So Mick Jagger sat down with Larry King last night to discuss the 30th-something-anniversary reissue (or is it a re-reissue?) of Exile On Main Street. Mick was the one on the left.
I’m not bitter. Like most Stones fans, I love Exile and I’m always happy when a track like “Loving Cup” or “Ventilator Blues” comes up on shuffle. And the extra tracks, alternate takes, overdubs and even the postcards are something I’d like to listen to (or look at) at least once. (The inevitable DVD about the making of comes out next month.)
But can we stop with the endless rehash, even if actual hash was involved in the making of the album?

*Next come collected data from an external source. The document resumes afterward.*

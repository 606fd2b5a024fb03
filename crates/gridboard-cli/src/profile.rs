use std::collections::BTreeMap;
use std::path::Path;

use gridboard_core::geometry::CellSize;
use gridboard_layout::EngineConfig;

use crate::error::{CliError, Result};

#[derive(Debug, Clone, Default)]
pub struct Profile {
    pub name: String,
    pub values: BTreeMap<String, String>,
}

impl Profile {
    #[must_use]
    pub fn get(&self, key: &str) -> Option<&str> {
        self.values.get(key).map(String::as_str)
    }

    #[must_use]
    pub fn get_bool(&self, key: &str) -> Option<bool> {
        self.get(key).map(|raw| {
            let value = raw.trim().to_ascii_lowercase();
            matches!(value.as_str(), "1" | "true" | "yes" | "on")
        })
    }

    #[must_use]
    pub fn get_u16(&self, key: &str) -> Option<u16> {
        self.get(key).and_then(|raw| raw.trim().parse::<u16>().ok())
    }

    #[must_use]
    pub fn get_f64(&self, key: &str) -> Option<f64> {
        self.get(key)
            .and_then(|raw| raw.trim().parse::<f64>().ok())
            .filter(|value| value.is_finite() && *value >= 0.0)
    }

    #[must_use]
    pub fn get_usize(&self, key: &str) -> Option<usize> {
        self.get(key).and_then(|raw| raw.trim().parse::<usize>().ok())
    }

    /// Engine configuration described by this profile. Missing keys keep
    /// their defaults.
    pub fn engine_config(&self) -> Result<EngineConfig> {
        let mut config = EngineConfig::default();
        if let Some(raw) = self.get("cell_size") {
            let cell = raw
                .trim()
                .parse::<u16>()
                .ok()
                .and_then(CellSize::new)
                .ok_or_else(|| {
                    CliError::invalid(format!(
                        "profile {}: cell_size must be a positive integer, got {raw:?}",
                        self.name
                    ))
                })?;
            config = config.cell_size(cell);
        }
        let width = self.get_f64("viewport_width").unwrap_or(config.viewport.width);
        let height = self.get_f64("viewport_height").unwrap_or(config.viewport.height);
        config = config.viewport(width, height);
        if let Some(capacity) = self.get_usize("history_capacity") {
            config = config.history_capacity(capacity);
        }
        if let Some(span) = self.get_u16("minimized_row_span") {
            config = config.minimized_row_span(span);
        }
        if let Some(buffer) = self.get_u16("placement_buffer") {
            config = config.placement_buffer(buffer);
        }
        if let Some(mobile) = self.get_bool("mobile_layout") {
            config = config.mobile_layout(mobile);
        }
        Ok(config)
    }
}

const DESKTOP: &str = include_str!("../profiles/desktop.env");
const COMPACT: &str = include_str!("../profiles/compact.env");
const MOBILE: &str = include_str!("../profiles/mobile.env");

const BUILTIN_PROFILES: [(&str, &str); 3] =
    [("desktop", DESKTOP), ("compact", COMPACT), ("mobile", MOBILE)];

pub const DEFAULT_PROFILE: &str = "desktop";

#[must_use]
pub fn list_profile_names() -> Vec<String> {
    BUILTIN_PROFILES
        .iter()
        .map(|(name, _)| (*name).to_string())
        .collect()
}

pub fn load_profile(name: &str) -> Result<Profile> {
    let (_, content) = BUILTIN_PROFILES
        .iter()
        .find(|(candidate, _)| *candidate == name)
        .ok_or_else(|| CliError::ProfileNotFound {
            name: name.to_string(),
        })?;

    Ok(Profile {
        name: name.to_string(),
        values: parse_profile_content(content),
    })
}

/// Load a user profile from an `.env`-style file.
pub fn load_profile_file(path: &Path) -> Result<Profile> {
    if !path.exists() {
        return Err(CliError::MissingPath {
            path: path.to_path_buf(),
        });
    }
    let content = std::fs::read_to_string(path)?;
    let name = path
        .file_stem()
        .map(|stem| stem.to_string_lossy().into_owned())
        .unwrap_or_else(|| "custom".to_string());
    Ok(Profile {
        name,
        values: parse_profile_content(&content),
    })
}

#[must_use]
pub fn parse_profile_content(content: &str) -> BTreeMap<String, String> {
    let mut values = BTreeMap::new();

    for raw_line in content.lines() {
        let line = raw_line.trim();
        if line.is_empty() || line.starts_with('#') {
            continue;
        }

        let Some((key, value_raw)) = line.split_once('=') else {
            continue;
        };

        let key = key.trim().to_string();
        let mut value = value_raw.trim().to_string();

        if value.starts_with('"') && value.ends_with('"') && value.len() >= 2 {
            value = value[1..value.len() - 1].to_string();
        }

        values.insert(key, value);
    }

    values
}
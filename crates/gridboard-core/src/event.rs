#![forbid(unsafe_code)]

//! Pointer input vocabulary for drag and resize gestures.

use bitflags::bitflags;
use serde::{Deserialize, Serialize};

use crate::geometry::CellSize;

/// Pointer position in container pixels.
#[derive(Debug, Clone, Copy, PartialEq, Eq, Hash, Default, Serialize, Deserialize)]
pub struct PointerPosition {
    pub x: i32,
    pub y: i32,
}

impl PointerPosition {
    #[must_use]
    pub const fn new(x: i32, y: i32) -> Self {
        Self { x, y }
    }

    /// Raw pixel delta from `origin` to `self`.
    #[must_use]
    pub const fn delta_from(self, origin: PointerPosition) -> PointerDelta {
        PointerDelta {
            dx: self.x.saturating_sub(origin.x),
            dy: self.y.saturating_sub(origin.y),
        }
    }
}

/// Pixel delta between two pointer positions.
#[derive(Debug, Clone, Copy, PartialEq, Eq, Hash, Default, Serialize, Deserialize)]
pub struct PointerDelta {
    pub dx: i32,
    pub dy: i32,
}

impl PointerDelta {
    /// Snap the pixel delta to whole grid cells (`round(delta / cell)`).
    #[must_use]
    pub fn to_cells(self, cell: CellSize) -> (i32, i32) {
        (
            cell.cells_for_px(f64::from(self.dx)),
            cell.cells_for_px(f64::from(self.dy)),
        )
    }
}

bitflags! {
    /// Widget edges moved by a resize handle.
    #[derive(Debug, Clone, Copy, PartialEq, Eq, Hash)]
    pub struct ResizeEdges: u8 {
        const TOP = 0b0001;
        const RIGHT = 0b0010;
        const BOTTOM = 0b0100;
        const LEFT = 0b1000;
    }
}

/// One of the eight edge/corner resize handles on a widget frame.
#[derive(Debug, Clone, Copy, PartialEq, Eq, Hash, Serialize, Deserialize)]
#[serde(rename_all = "snake_case")]
pub enum ResizeHandle {
    North,
    NorthEast,
    East,
    SouthEast,
    South,
    SouthWest,
    West,
    NorthWest,
}

impl ResizeHandle {
    /// All handles in clockwise order starting at the top edge.
    pub const ALL: [Self; 8] = [
        Self::North,
        Self::NorthEast,
        Self::East,
        Self::SouthEast,
        Self::South,
        Self::SouthWest,
        Self::West,
        Self::NorthWest,
    ];

    /// Edges this handle drags.
    #[must_use]
    pub const fn edges(self) -> ResizeEdges {
        match self {
            Self::North => ResizeEdges::TOP,
            Self::NorthEast => ResizeEdges::TOP.union(ResizeEdges::RIGHT),
            Self::East => ResizeEdges::RIGHT,
            Self::SouthEast => ResizeEdges::BOTTOM.union(ResizeEdges::RIGHT),
            Self::South => ResizeEdges::BOTTOM,
            Self::SouthWest => ResizeEdges::BOTTOM.union(ResizeEdges::LEFT),
            Self::West => ResizeEdges::LEFT,
            Self::NorthWest => ResizeEdges::TOP.union(ResizeEdges::LEFT),
        }
    }

    /// Short compass label (`n`, `ne`, ...).
    #[must_use]
    pub const fn as_str(self) -> &'static str {
        match self {
            Self::North => "n",
            Self::NorthEast => "ne",
            Self::East => "e",
            Self::SouthEast => "se",
            Self::South => "s",
            Self::SouthWest => "sw",
            Self::West => "w",
            Self::NorthWest => "nw",
        }
    }

    /// Parse a compass label.
    #[must_use]
    pub fn parse(label: &str) -> Option<Self> {
        Self::ALL
            .into_iter()
            .find(|handle| handle.as_str().eq_ignore_ascii_case(label.trim()))
    }
}
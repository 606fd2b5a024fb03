use std::path::PathBuf;

use gridboard_layout::{DocumentError, LayoutError};
use thiserror::Error;

pub type Result<T> = std::result::Result<T, CliError>;

#[derive(Debug, Error)]
pub enum CliError {
    #[error("I/O error: {0}")]
    Io(#[from] std::io::Error),

    #[error("JSON error: {0}")]
    Json(#[from] serde_json::Error),

    #[error(transparent)]
    Layout(#[from] LayoutError),

    #[error("unusable dashboard document: {0}")]
    Document(#[from] DocumentError),

    #[error("profile not found: {name}")]
    ProfileNotFound { name: String },

    #[error("invalid argument: {message}")]
    InvalidArgument { message: String },

    #[error("required path does not exist: {path}")]
    MissingPath { path: PathBuf },

    #[error("refusing to overwrite existing file: {path} (pass --force)")]
    AlreadyExists { path: PathBuf },
}

impl CliError {
    #[must_use]
    pub fn exit_code(&self) -> i32 {
        match self {
            Self::InvalidArgument { .. } | Self::ProfileNotFound { .. } => 2,
            Self::Layout(error) if error.is_capacity() => 3,
            Self::Document(_) | Self::Layout(LayoutError::Document(_)) => 4,
            _ => 1,
        }
    }

    #[must_use]
    pub fn invalid(message: impl Into<String>) -> Self {
        Self::InvalidArgument {
            message: message.into(),
        }
    }
}
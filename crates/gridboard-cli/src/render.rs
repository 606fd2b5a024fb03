//! Plain-text rendering of a layout: a cell map plus a legend.

use std::fmt::Write as _;

use gridboard_core::geometry::GridSize;
use gridboard_layout::{InsertStrategy, LayoutConflict, ShrinkAxis, Widget};

const EMPTY: char = '.';
const OVERLAP: char = '*';
const GLYPHS: &str = "ABCDEFGHIJKLMNOPQRSTUVWXYZabcdefghijklmnopqrstuvwxyz0123456789";

/// Glyph used for the widget at `index` in registry order.
#[must_use]
pub fn glyph(index: usize) -> char {
    GLYPHS.chars().nth(index).unwrap_or('#')
}

/// One character per cell. Cells outside the grid are clipped; cells claimed
/// by more than one widget show `*`.
#[must_use]
pub fn render_map(widgets: &[Widget], grid: GridSize) -> String {
    let cols = usize::from(grid.cols);
    let rows = usize::from(grid.rows);
    let mut cells = vec![EMPTY; cols * rows];

    for (index, widget) in widgets.iter().enumerate() {
        let rect = widget.rect();
        let col_end = (rect.col_end() as usize).min(cols);
        let row_end = (rect.row_end() as usize).min(rows);
        for row in usize::from(rect.row).max(1)..=row_end {
            for col in usize::from(rect.col).max(1)..=col_end {
                let cell = &mut cells[(row - 1) * cols + (col - 1)];
                *cell = if *cell == EMPTY { glyph(index) } else { OVERLAP };
            }
        }
    }

    let mut out = String::with_capacity((cols + 1) * rows);
    for row in cells.chunks(cols.max(1)).take(rows) {
        out.extend(row);
        out.push('\n');
    }
    out
}

/// One line per widget: glyph, id, type, origin, spans, and flags.
#[must_use]
pub fn render_legend(widgets: &[Widget], maximized: Option<&str>) -> String {
    let mut out = String::new();
    for (index, widget) in widgets.iter().enumerate() {
        let _ = write!(
            out,
            "{} {:<24} {:<10} at ({},{}) span {}x{} min {}x{}",
            glyph(index),
            widget.id.as_str(),
            widget.kind.as_str(),
            widget.col_start,
            widget.row_start,
            widget.col_span,
            widget.row_span,
            widget.min_col_span,
            widget.min_row_span,
        );
        if widget.is_minimized {
            out.push_str(" [minimized]");
        }
        if maximized == Some(widget.id.as_str()) {
            out.push_str(" [maximized]");
        }
        out.push('\n');
    }
    out
}

#[must_use]
pub fn describe_conflict(conflict: &LayoutConflict) -> String {
    match conflict {
        LayoutConflict::OutOfBounds { widget } => format!("{widget} extends past the grid"),
        LayoutConflict::BelowFloor { widget } => format!("{widget} is smaller than its minimum"),
        LayoutConflict::Overlap { first, second } => format!("{first} overlaps {second}"),
        LayoutConflict::DuplicateId { widget } => format!("{widget} appears more than once"),
    }
}

#[must_use]
pub fn describe_strategy(strategy: &InsertStrategy) -> String {
    match strategy {
        InsertStrategy::FirstFit => "placed in free space".to_string(),
        InsertStrategy::Repack => "placed after re-packing the layout".to_string(),
        InsertStrategy::Shrink { donor, axis } => {
            let unit = match axis {
                ShrinkAxis::Columns => "column",
                ShrinkAxis::Rows => "row",
            };
            format!("placed after shrinking {donor} by one {unit}")
        }
    }
}

#[cfg(test)]
mod tests {
    use gridboard_core::geometry::{GridRect, GridSize};
    use gridboard_layout::{Widget, WidgetId, WidgetKind};

    use super::*;

    fn widget(id: &str, rect: GridRect) -> Widget {
        Widget::new(id, WidgetKind::Notes, rect, (1, 1))
    }

    #[test]
    fn map_marks_each_widget_and_empty_cells() {
        let widgets = vec![
            widget("a", GridRect::new(1, 1, 2, 2)),
            widget("b", GridRect::new(4, 2, 1, 1)),
        ];
        let map = render_map(&widgets, GridSize::new(4, 3));
        assert_eq!(map, "AA..\nAA.B\n....\n");
    }

    #[test]
    fn overlapping_cells_are_starred_and_overflow_is_clipped() {
        let widgets = vec![
            widget("a", GridRect::new(1, 1, 2, 1)),
            widget("b", GridRect::new(2, 1, 4, 1)),
        ];
        let map = render_map(&widgets, GridSize::new(3, 1));
        assert_eq!(map, "A*B\n");
    }

    #[test]
    fn legend_flags_view_state() {
        let mut minimized = widget("a", GridRect::new(1, 1, 2, 3));
        minimized.minimize(1);
        let legend = render_legend(&[minimized, widget("b", GridRect::new(3, 1, 1, 1))], Some("b"));
        let lines: Vec<&str> = legend.lines().collect();
        assert!(lines[0].starts_with("A a "));
        assert!(lines[0].ends_with("[minimized]"));
        assert!(lines[1].ends_with("[maximized]"));
    }

    #[test]
    fn conflicts_read_as_sentences() {
        let text = describe_conflict(&LayoutConflict::Overlap {
            first: WidgetId::new("a"),
            second: WidgetId::new("b"),
        });
        assert_eq!(text, "a overlaps b");

        let shrink = describe_strategy(&InsertStrategy::Shrink {
            donor: WidgetId::new("notes-default"),
            axis: ShrinkAxis::Rows,
        });
        assert_eq!(shrink, "placed after shrinking notes-default by one row");
    }
}
//! Common utilities shared by the CLI and the scenario engine

pub mod config;
pub mod error;
pub mod logging;
pub mod paths;

pub use error::{Error, Result};
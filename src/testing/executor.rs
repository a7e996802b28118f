//! Shell command execution
//!
//! Commands run through a shell so operators like `&&`, `>` and `>>` work.
//! This is a trust boundary: commands execute with the invoking user's
//! privileges. No timeout is applied; a command that never exits blocks
//! the run.

use std::path::{Path, PathBuf};
use std::process::{Command, Stdio};

use serde::Serialize;

use crate::common::config::Config;
use crate::common::{Error, Result};

/// Captured result of one command
#[derive(Debug, Clone, Default, PartialEq, Eq, Serialize)]
pub struct ProcessOutcome {
    pub status: i32,
    pub stdout: String,
    pub stderr: String,
}

/// A shell interpreter used to run step commands
#[derive(Debug, Clone)]
pub struct Shell {
    program: PathBuf,
    args: Vec<String>,
}

impl Shell {
    /// Create a shell from an already resolved program path
    pub fn new(program: impl Into<PathBuf>, args: Vec<String>) -> Self {
        Self {
            program: program.into(),
            args,
        }
    }

    /// Resolve the configured shell on `PATH`
    pub fn from_config(config: &Config) -> Result<Self> {
        let program = which::which(&config.shell).map_err(|_| Error::ShellNotFound {
            shell: config.shell.clone(),
        })?;
        Ok(Self::new(program, config.shell_args.clone()))
    }

    pub fn program(&self) -> &Path {
        &self.program
    }

    /// Run `command` in `working_dir` and wait for it to finish
    ///
    /// A non-zero exit status is a normal outcome. Only failing to start
    /// the shell itself is an error.
    pub fn execute(&self, command: &str, working_dir: &Path) -> Result<ProcessOutcome> {
        let output = Command::new(&self.program)
            .args(&self.args)
            .arg(command)
            .current_dir(working_dir)
            .stdin(Stdio::null())
            .output()
            .map_err(|source| Error::ShellSpawn {
                shell: self.program.display().to_string(),
                source,
            })?;

        Ok(ProcessOutcome {
            status: exit_code(&output.status),
            stdout: String::from_utf8_lossy(&output.stdout).into_owned(),
            stderr: String::from_utf8_lossy(&output.stderr).into_owned(),
        })
    }
}

/// Exit code of a finished process
///
/// A process killed by a signal reports `128 + signal`, as shells do.
fn exit_code(status: &std::process::ExitStatus) -> i32 {
    if let Some(code) = status.code() {
        return code;
    }
    #[cfg(unix)]
    {
        use std::os::unix::process::ExitStatusExt;
        if let Some(signal) = status.signal() {
            return 128 + signal;
        }
    }
    0
}

#[cfg(test)]
mod tests {
    use super::*;

    fn sh() -> Shell {
        Shell::from_config(&Config::default()).unwrap()
    }

    fn cwd() -> PathBuf {
        std::env::current_dir().unwrap()
    }

    #[test]
    fn test_captures_stdout_and_status() {
        let outcome = sh().execute("echo foo && exit 42", &cwd()).unwrap();
        assert_eq!(outcome.status, 42);
        assert_eq!(outcome.stdout, "foo\n");
        assert_eq!(outcome.stderr, "");
    }

    #[test]
    fn test_captures_stderr() {
        let outcome = sh().execute("echo oops >&2", &cwd()).unwrap();
        assert_eq!(outcome.status, 0);
        assert_eq!(outcome.stderr, "oops\n");
    }

    #[test]
    fn test_unknown_command_is_an_outcome() {
        let outcome = sh()
            .execute("definitely-not-a-real-command-xyz", &cwd())
            .unwrap();
        assert_eq!(outcome.status, 127);
        assert!(!outcome.stderr.is_empty());
    }

    #[test]
    fn test_runs_in_working_dir() {
        let dir = tempfile::tempdir().unwrap();
        std::fs::write(dir.path().join("marker.txt"), "here").unwrap();
        let outcome = sh().execute("cat marker.txt", dir.path()).unwrap();
        assert_eq!(outcome.stdout, "here");
    }

    #[cfg(unix)]
    #[test]
    fn test_killed_by_signal() {
        let outcome = sh().execute("kill -9 $$", &cwd()).unwrap();
        assert_eq!(outcome.status, 128 + 9);
    }

    #[test]
    fn test_missing_shell() {
        let config = Config {
            shell: "no-such-shell-cmdspec".to_string(),
            ..Config::default()
        };
        assert!(matches!(
            Shell::from_config(&config),
            Err(Error::ShellNotFound { .. })
        ));
    }

    #[test]
    fn test_unspawnable_shell() {
        let shell = Shell::new("/nonexistent/bin/sh", vec!["-c".to_string()]);
        assert!(matches!(
            shell.execute("echo hi", &cwd()),
            Err(Error::ShellSpawn { .. })
        ));
    }
}
//! Scenario runner
//!
//! Executes scenarios strictly in order, one step at a time, waiting for
//! every subprocess before moving on. A failing step never stops the steps
//! after it. Authoring errors (an undeclared placeholder) abort with `Err`.

use std::path::{Path, PathBuf};

use serde::Serialize;

use super::assets::MaterializedAssets;
use super::config::{Scenario, Step};
use super::executor::{ProcessOutcome, Shell};
use super::interpolate::interpolate;
use super::verify::{verify, FieldResult};
use crate::common::Result;

/// Result of one executed step
#[derive(Debug, Clone, Serialize)]
pub struct StepResult {
    /// The concrete, interpolated command
    pub command: String,
    /// What the command produced
    pub outcome: ProcessOutcome,
    /// One verdict per declared expectation
    pub fields: Vec<FieldResult>,
}

impl StepResult {
    pub fn passed(&self) -> bool {
        self.fields.iter().all(|f| f.passed)
    }
}

/// Result of a test scenario
#[derive(Debug, Clone, Serialize)]
pub struct ScenarioResult {
    pub source_path: String,
    pub name: String,
    #[serde(skip_serializing_if = "Option::is_none")]
    pub description: Option<String>,
    pub steps: Vec<StepResult>,
}

impl ScenarioResult {
    /// A scenario passes when every field of every step passed
    pub fn passed(&self) -> bool {
        self.steps.iter().all(StepResult::passed)
    }

    pub fn fields(&self) -> impl Iterator<Item = &FieldResult> {
        self.steps.iter().flat_map(|s| s.fields.iter())
    }
}

/// Runs scenarios with a fixed shell and working directory
#[derive(Debug, Clone)]
pub struct ScenarioRunner {
    shell: Shell,
    working_dir: PathBuf,
}

impl ScenarioRunner {
    pub fn new(shell: Shell, working_dir: impl Into<PathBuf>) -> Self {
        Self {
            shell,
            working_dir: working_dir.into(),
        }
    }

    pub fn working_dir(&self) -> &Path {
        &self.working_dir
    }

    /// Run every scenario in order
    ///
    /// Stops at the first authoring error; partial results are discarded.
    pub fn run_all(&self, scenarios: &[Scenario]) -> Result<Vec<ScenarioResult>> {
        scenarios.iter().map(|s| self.run(s)).collect()
    }

    /// Run a single scenario
    pub fn run(&self, scenario: &Scenario) -> Result<ScenarioResult> {
        tracing::info!(scenario = %scenario.name, path = %scenario.source_path, "running scenario");

        let assets = MaterializedAssets::materialize(&scenario.assets)?;
        let steps = self.run_steps(scenario, &assets);
        assets.cleanup();
        let steps = steps?;

        let result = ScenarioResult {
            source_path: scenario.source_path.clone(),
            name: scenario.name.clone(),
            description: scenario.description.clone(),
            steps,
        };
        tracing::info!(scenario = %scenario.name, passed = result.passed(), "scenario finished");
        Ok(result)
    }

    fn run_steps(&self, scenario: &Scenario, assets: &MaterializedAssets) -> Result<Vec<StepResult>> {
        let mut results = Vec::with_capacity(scenario.steps.len());
        for (i, step) in scenario.steps.iter().enumerate() {
            let result = self.run_step(step, assets, &scenario.source_path)?;
            tracing::debug!(
                step = i + 1,
                command = %result.command,
                status = result.outcome.status,
                passed = result.passed(),
                "step finished"
            );
            results.push(result);
        }
        Ok(results)
    }

    fn run_step(&self, step: &Step, assets: &MaterializedAssets, context: &str) -> Result<StepResult> {
        let command = interpolate(&step.command, assets, context)?;
        let outcome = self.shell.execute(&command, &self.working_dir)?;
        let fields = verify(&outcome, step.expect.as_ref());
        Ok(StepResult {
            command,
            outcome,
            fields,
        })
    }
}
//! cmdspec - a declarative command-line test runner
//!
//! Scenarios are YAML documents describing shell commands, optional
//! temporary assets interpolated into them, and the expected exit status
//! and output. This library discovers, runs and reports them.

pub mod cli;
pub mod commands;
pub mod common;
pub mod testing;

// Re-export commonly used types for tests
pub use common::{Error, Result};
pub use testing::{Scenario, ScenarioResult, ScenarioRunner};
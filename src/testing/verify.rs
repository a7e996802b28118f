//! Expectation verification
//!
//! The received text is trimmed before comparison; the expected text is
//! used exactly as declared. Comparison is plain equality.

use std::fmt;

use serde::Serialize;

use super::config::Expectations;
use super::executor::ProcessOutcome;

/// Outcome field an expectation applies to
#[derive(Debug, Clone, Copy, PartialEq, Eq, Serialize)]
#[serde(rename_all = "snake_case")]
pub enum Field {
    Status,
    Stdout,
    Stderr,
}

impl fmt::Display for Field {
    fn fmt(&self, f: &mut fmt::Formatter<'_>) -> fmt::Result {
        let name = match self {
            Field::Status => "status",
            Field::Stdout => "stdout",
            Field::Stderr => "stderr",
        };
        f.write_str(name)
    }
}

/// An expected or received field value
#[derive(Debug, Clone, PartialEq, Eq, Serialize)]
#[serde(untagged)]
pub enum FieldValue {
    Status(i32),
    Text(String),
}

impl fmt::Display for FieldValue {
    fn fmt(&self, f: &mut fmt::Formatter<'_>) -> fmt::Result {
        match self {
            FieldValue::Status(code) => write!(f, "{}", code),
            FieldValue::Text(text) => write!(f, "{:?}", text),
        }
    }
}

/// Verdict for one expected field of one step
#[derive(Debug, Clone, PartialEq, Eq, Serialize)]
pub struct FieldResult {
    pub field: Field,
    pub passed: bool,
    pub expected: FieldValue,
    pub received: FieldValue,
}

impl FieldResult {
    fn new(field: Field, expected: FieldValue, received: FieldValue) -> Self {
        Self {
            field,
            passed: expected == received,
            expected,
            received,
        }
    }
}

/// Compare an outcome against the declared expectations
///
/// Results come back in `status`, `stdout`, `stderr` order, one per
/// declared field. No expectations means no results.
pub fn verify(outcome: &ProcessOutcome, expectations: Option<&Expectations>) -> Vec<FieldResult> {
    let Some(expect) = expectations else {
        return Vec::new();
    };

    let mut results = Vec::new();

    if let Some(status) = expect.status {
        results.push(FieldResult::new(
            Field::Status,
            FieldValue::Status(status),
            FieldValue::Status(outcome.status),
        ));
    }
    if let Some(stdout) = &expect.stdout {
        results.push(FieldResult::new(
            Field::Stdout,
            FieldValue::Text(stdout.clone()),
            FieldValue::Text(outcome.stdout.trim().to_string()),
        ));
    }
    if let Some(stderr) = &expect.stderr {
        results.push(FieldResult::new(
            Field::Stderr,
            FieldValue::Text(stderr.clone()),
            FieldValue::Text(outcome.stderr.trim().to_string()),
        ));
    }

    results
}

One of the things that made the music on Exile so great was that kind of murky, funky, tossed-off quality of the songs. (Lines like “Judge and jury walk out hand in hand,” or “The sunshine bores the daylights out of me” still bubble up out of the gumbo, some discernible for the first time.) In fact Mick, twit that he sometimes is, used to complain that the album could have been better if they’d polished it more.
By going back and enshrining all of rock’s sloppy first drafts (the Sun Sessions, London Calling et al) we run the risk of losing the flavor, and certainly the fun, of the originals. Part of the Exile myth is that the Stones were exiled from England, dodging the tax man in the south of France, making music for themselves. Like the story of the Basement Tapes, this idea of a band making music for art’s sake is endearing, and enduring. (Albert Grossman was actually eagerly awaiting new Dylan songs to sell to artists anxious to cover them.) Getting all nostalgic about that supposed spontaneity kind of kills the myth, no?
But maybe that’s what rock is spozed to do.
Hey, whaddaya know? There’s Slim Harpo!